[ASSIGNMENT] Repeat the records below line by line, exactly, finishing on the line that contains "plain HTTP and".
------ SUPPLIED DATA ------
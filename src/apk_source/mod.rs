//! Where APKs come from.
//!
//! [`ApkSource`] is the narrow contract the orchestrator needs: start a
//! download for a [`PatchJob`], then wait until the download directory has
//! settled. Two implementations exist. [`ChromeFetcher`] drives a real Chrome
//! through WebDriver and lets the browser drop files into the download
//! directory. [`ApkPureFetcher`] talks to the same endpoint over plain HTTP and
//! writes `*.crdownload` partials the way Chromium does, so the settle logic is
//! shared.

mod apkpure;
mod chrome;

use std::path::{Path, PathBuf};
use std::time::Duration;

use serde::Deserialize;
use thiserror::Error;
use thirtyfour::prelude::WebDriverError;
use tokio::time::sleep;
use tracing::{debug, info, warn};

use crate::config::BotConfig;
use crate::state_machine::PatchJob;

pub use apkpure::ApkPureFetcher;
pub use chrome::ChromeFetcher;

/// Suffix marking a download that has not finished yet.
pub const PARTIAL_SUFFIX: &str = ".crdownload";

#[derive(Debug, Error)]
pub enum FetchError {
    #[error("download of {url} failed: {source}")]
    Http {
        url: String,
        #[source]
        source: reqwest::Error,
    },

    #[error("browser error: {0}")]
    Browser(#[from] WebDriverError),

    #[error("network error: {0}")]
    Network(#[from] reqwest::Error),

    #[error("IO error: {0}")]
    Io(#[from] std::io::Error),
}

pub trait ApkSource {
    /// Directory downloads land in.
    fn download_dir(&self) -> &Path;

    /// Start downloading the package described by `job`.
    async fn fetch(&self, job: &PatchJob) -> Result<(), FetchError>;

    /// Block until no partial downloads remain, then wait out the settle delay.
    async fn wait_settle(&self) -> Result<(), FetchError>;
}

/// Which [`ApkSource`] a run downloads through.
#[derive(Debug, Clone, Copy, Default, PartialEq, Eq, Deserialize)]
#[serde(rename_all = "lowercase")]
pub enum Backend {
    /// Chrome driven over WebDriver.
    #[default]
    Chrome,
    /// Direct HTTP requests with a browser user agent.
    Http,
}

/// The configured download backend.
pub enum Downloader {
    Chrome(ChromeFetcher),
    Http(ApkPureFetcher),
}

impl Downloader {
    pub fn from_config(config: &BotConfig, location: PathBuf) -> Result<Self, FetchError> {
        let downloader = match config.download_backend {
            Backend::Chrome => Downloader::Chrome(ChromeFetcher::new(
                &config.webdriver_url,
                &config.apk_base_url,
                location,
                config.headless,
                config.poll_interval(),
                config.settle_delay(),
            )?),
            Backend::Http => Downloader::Http(ApkPureFetcher::new(
                &config.apk_base_url,
                location,
                config.poll_interval(),
                config.settle_delay(),
            )?),
        };
        Ok(downloader)
    }
}

impl ApkSource for Downloader {
    fn download_dir(&self) -> &Path {
        match self {
            Downloader::Chrome(f) => f.download_dir(),
            Downloader::Http(f) => f.download_dir(),
        }
    }

    async fn fetch(&self, job: &PatchJob) -> Result<(), FetchError> {
        match self {
            Downloader::Chrome(f) => f.fetch(job).await,
            Downloader::Http(f) => f.fetch(job).await,
        }
    }

    async fn wait_settle(&self) -> Result<(), FetchError> {
        match self {
            Downloader::Chrome(f) => f.wait_settle().await,
            Downloader::Http(f) => f.wait_settle().await,
        }
    }
}

/// Poll `dir` until it holds no partials, then sleep for `settle_delay`.
pub async fn settle(
    dir: &Path,
    poll_interval: Duration,
    settle_delay: Duration,
) -> std::io::Result<()> {
    loop {
        let pending = pending_downloads(dir)?;
        if pending == 0 {
            break;
        }
        debug!(pending, "downloads still in progress");
        sleep(poll_interval).await;
    }
    info!(
        delay_secs = settle_delay.as_secs(),
        "downloads finished, waiting for late renames"
    );
    sleep(settle_delay).await;
    Ok(())
}

/// Delete partials left behind by an interrupted run. Nothing can still be
/// writing to them before this run starts fetching.
pub fn clear_partials(dir: &Path) -> std::io::Result<usize> {
    let mut removed = 0;
    for entry in std::fs::read_dir(dir)? {
        let entry = entry?;
        if is_partial(&entry.path()) && entry.file_type()?.is_file() {
            warn!(path = %entry.path().display(), "removing stale partial download");
            std::fs::remove_file(entry.path())?;
            removed += 1;
        }
    }
    Ok(removed)
}

/// Number of partial-download markers in `dir`.
pub fn pending_downloads(dir: &Path) -> std::io::Result<usize> {
    let mut pending = 0;
    for entry in std::fs::read_dir(dir)? {
        if is_partial(&entry?.path()) {
            pending += 1;
        }
    }
    Ok(pending)
}

/// Completed downloads in `dir`, sorted by name.
pub fn list_downloads(dir: &Path) -> std::io::Result<Vec<PathBuf>> {
    let mut files = Vec::new();
    for entry in std::fs::read_dir(dir)? {
        let entry = entry?;
        if !entry.file_type()?.is_file() {
            continue;
        }
        let path = entry.path();
        if is_partial(&path) {
            continue;
        }
        files.push(path);
    }
    files.sort();
    Ok(files)
}

fn is_partial(path: &Path) -> bool {
    path.to_string_lossy().ends_with(PARTIAL_SUFFIX)
}
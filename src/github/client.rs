use std::path::Path;
use std::time::Duration;

use reqwest::{Client, StatusCode};
use tracing::{debug, info, warn};

use super::{Release, ReleaseAsset, ReleaseError};
use crate::transfer;

const USER_AGENT: &str = concat!("revancedbot/", env!("CARGO_PKG_VERSION"));

/// Anything that can hand out the newest release of a repository and download
/// its assets.
pub trait ReleaseSource {
    /// Newest published release of `repo` (`owner/name`).
    async fn latest_release(&self, repo: &str) -> Result<Release, ReleaseError>;

    /// Download `asset` to `dest`, replacing whatever is there.
    async fn download_asset(&self, asset: &ReleaseAsset, dest: &Path) -> Result<(), ReleaseError>;
}

pub struct GitHubClient {
    client: Client,
    base_url: String,
    token: Option<String>,
}

impl GitHubClient {
    /// `base_url` is the API root, normally `https://api.github.com`.
    pub fn with_base_url(base_url: String, token: Option<String>) -> Result<Self, ReleaseError> {
        let client = Client::builder()
            .user_agent(USER_AGENT)
            .connect_timeout(Duration::from_secs(10))
            .build()?;
        Ok(Self {
            client,
            base_url: base_url.trim_end_matches('/').to_string(),
            token: token.filter(|t| !t.is_empty()),
        })
    }

    fn get(&self, url: &str) -> reqwest::RequestBuilder {
        let request = self.client.get(url);
        match &self.token {
            Some(token) => request.bearer_auth(token),
            None => request,
        }
    }
}

impl ReleaseSource for GitHubClient {
    async fn latest_release(&self, repo: &str) -> Result<Release, ReleaseError> {
        let url = format!("{}/repos/{}/releases/latest", self.base_url, repo);
        debug!(%url, "fetching latest release");

        let response = self
            .get(&url)
            .header("Accept", "application/vnd.github+json")
            .send()
            .await?;

        let status = response.status();

        if status == StatusCode::NOT_FOUND {
            return Err(ReleaseError::NotFound(repo.to_string()));
        }

        if status == StatusCode::FORBIDDEN || status == StatusCode::TOO_MANY_REQUESTS {
            return Err(ReleaseError::RateLimited {
                status: status.as_u16(),
            });
        }

        if !status.is_success() {
            let message = response
                .text()
                .await
                .unwrap_or_else(|_| "unknown error".to_string());
            warn!("GitHub API returned status {}: {}", status, url);
            return Err(ReleaseError::Api {
                status: status.as_u16(),
                message,
            });
        }

        let release = response.json::<Release>().await?;
        info!(repo, tag = %release.tag_name, "found latest release");
        Ok(release)
    }

    async fn download_asset(&self, asset: &ReleaseAsset, dest: &Path) -> Result<(), ReleaseError> {
        info!(asset = %asset.name, size = asset.size, dest = %dest.display(), "downloading release asset");

        let response = self
            .get(&asset.browser_download_url)
            .header("Accept", "application/octet-stream")
            .send()
            .await?
            .error_for_status()?;

        let partial = transfer::with_suffix(dest, ".part");
        transfer::stream_to_file::<ReleaseError>(response, &partial, dest).await?;
        Ok(())
    }
}

#[cfg(test)]
mod tests {
    use super::*;
    use tempfile::TempDir;
    use wiremock::matchers::{header, method, path};
    use wiremock::{Mock, MockServer, ResponseTemplate};

    fn client_for(server: &MockServer, token: Option<&str>) -> GitHubClient {
        GitHubClient::with_base_url(server.uri(), token.map(str::to_string)).unwrap()
    }

    #[tokio::test]
    async fn latest_release_parses_assets() {
        let server = MockServer::start().await;
        Mock::given(method("GET"))
            .and(path("/repos/ReVanced/revanced-cli/releases/latest"))
            .and(header("Accept", "application/vnd.github+json"))
            .respond_with(ResponseTemplate::new(200).set_body_json(serde_json::json!({
                "tag_name": "v5.0.1",
                "assets": [
                    {"name": "revanced-cli-5.0.1-all.jar", "browser_download_url": "https://x/cli.jar"}
                ]
            })))
            .expect(1)
            .mount(&server)
            .await;

        let release = client_for(&server, None)
            .latest_release("ReVanced/revanced-cli")
            .await
            .unwrap();

        assert_eq!(release.tag_name, "v5.0.1");
        assert_eq!(
            release.asset_with_extension(".jar").unwrap().browser_download_url,
            "https://x/cli.jar"
        );
    }

    #[tokio::test]
    async fn latest_release_sends_token_when_configured() {
        let server = MockServer::start().await;
        Mock::given(method("GET"))
            .and(header("Authorization", "Bearer ghp_test"))
            .respond_with(ResponseTemplate::new(200).set_body_json(serde_json::json!({
                "tag_name": "v1", "assets": []
            })))
            .expect(1)
            .mount(&server)
            .await;

        client_for(&server, Some("ghp_test"))
            .latest_release("a/b")
            .await
            .unwrap();
    }

    #[tokio::test]
    async fn latest_release_not_found() {
        let server = MockServer::start().await;
        Mock::given(method("GET"))
            .respond_with(ResponseTemplate::new(404).set_body_string(r#"{"message":"Not Found"}"#))
            .mount(&server)
            .await;

        let err = client_for(&server, None)
            .latest_release("nobody/nothing")
            .await
            .unwrap_err();
        assert!(matches!(err, ReleaseError::NotFound(repo) if repo == "nobody/nothing"));
    }

    #[tokio::test]
    async fn latest_release_rate_limited() {
        let server = MockServer::start().await;
        Mock::given(method("GET"))
            .respond_with(ResponseTemplate::new(403))
            .mount(&server)
            .await;

        let err = client_for(&server, None)
            .latest_release("a/b")
            .await
            .unwrap_err();
        assert!(matches!(err, ReleaseError::RateLimited { status: 403 }));
    }

    #[tokio::test]
    async fn latest_release_server_error() {
        let server = MockServer::start().await;
        Mock::given(method("GET"))
            .respond_with(ResponseTemplate::new(502).set_body_string("bad gateway"))
            .mount(&server)
            .await;

        let err = client_for(&server, None)
            .latest_release("a/b")
            .await
            .unwrap_err();
        match err {
            ReleaseError::Api { status, message } => {
                assert_eq!(status, 502);
                assert_eq!(message, "bad gateway");
            }
            other => panic!("expected Api error, got {other:?}"),
        }
    }

    #[tokio::test]
    async fn download_asset_writes_file_without_leftovers() {
        let server = MockServer::start().await;
        Mock::given(method("GET"))
            .and(path("/download/patches.rvp"))
            .respond_with(ResponseTemplate::new(200).set_body_bytes(b"PK\x03\x04bundle".to_vec()))
            .mount(&server)
            .await;

        let tmp = TempDir::new().unwrap();
        let dest = tmp.path().join("patcher").join("patches.rvp");
        let asset = ReleaseAsset {
            name: "patches-5.0.0.rvp".into(),
            browser_download_url: format!("{}/download/patches.rvp", server.uri()),
            size: 0,
        };

        client_for(&server, None)
            .download_asset(&asset, &dest)
            .await
            .unwrap();

        assert_eq!(std::fs::read(&dest).unwrap(), b"PK\x03\x04bundle");
        assert!(!transfer::with_suffix(&dest, ".part").exists());
    }

    #[tokio::test]
    async fn download_asset_http_error_leaves_no_file() {
        let server = MockServer::start().await;
        Mock::given(method("GET"))
            .respond_with(ResponseTemplate::new(410))
            .mount(&server)
            .await;

        let tmp = TempDir::new().unwrap();
        let dest = tmp.path().join("patcher.jar");
        let asset = ReleaseAsset {
            name: "cli.jar".into(),
            browser_download_url: format!("{}/gone.jar", server.uri()),
            size: 0,
        };

        let err = client_for(&server, None)
            .download_asset(&asset, &dest)
            .await
            .unwrap_err();
        assert!(matches!(err, ReleaseError::Network(_)));
        assert!(!dest.exists());
    }
}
------
[WRITTEN SOLUTION]
filename src/apk_source/mod.rs
//! Where APKs come from.
//!
//! [`ApkSource`] is the narrow contract the orchestrator needs: start a
//! download for a [`PatchJob`], then wait until the download directory has
//! settled. Two implementations exist. [`ChromeFetcher`] drives a real Chrome
//! through WebDriver and lets the browser drop files into the download
//! directory. [`ApkPureFetcher`] talks to the same endpoint over plain HTTP and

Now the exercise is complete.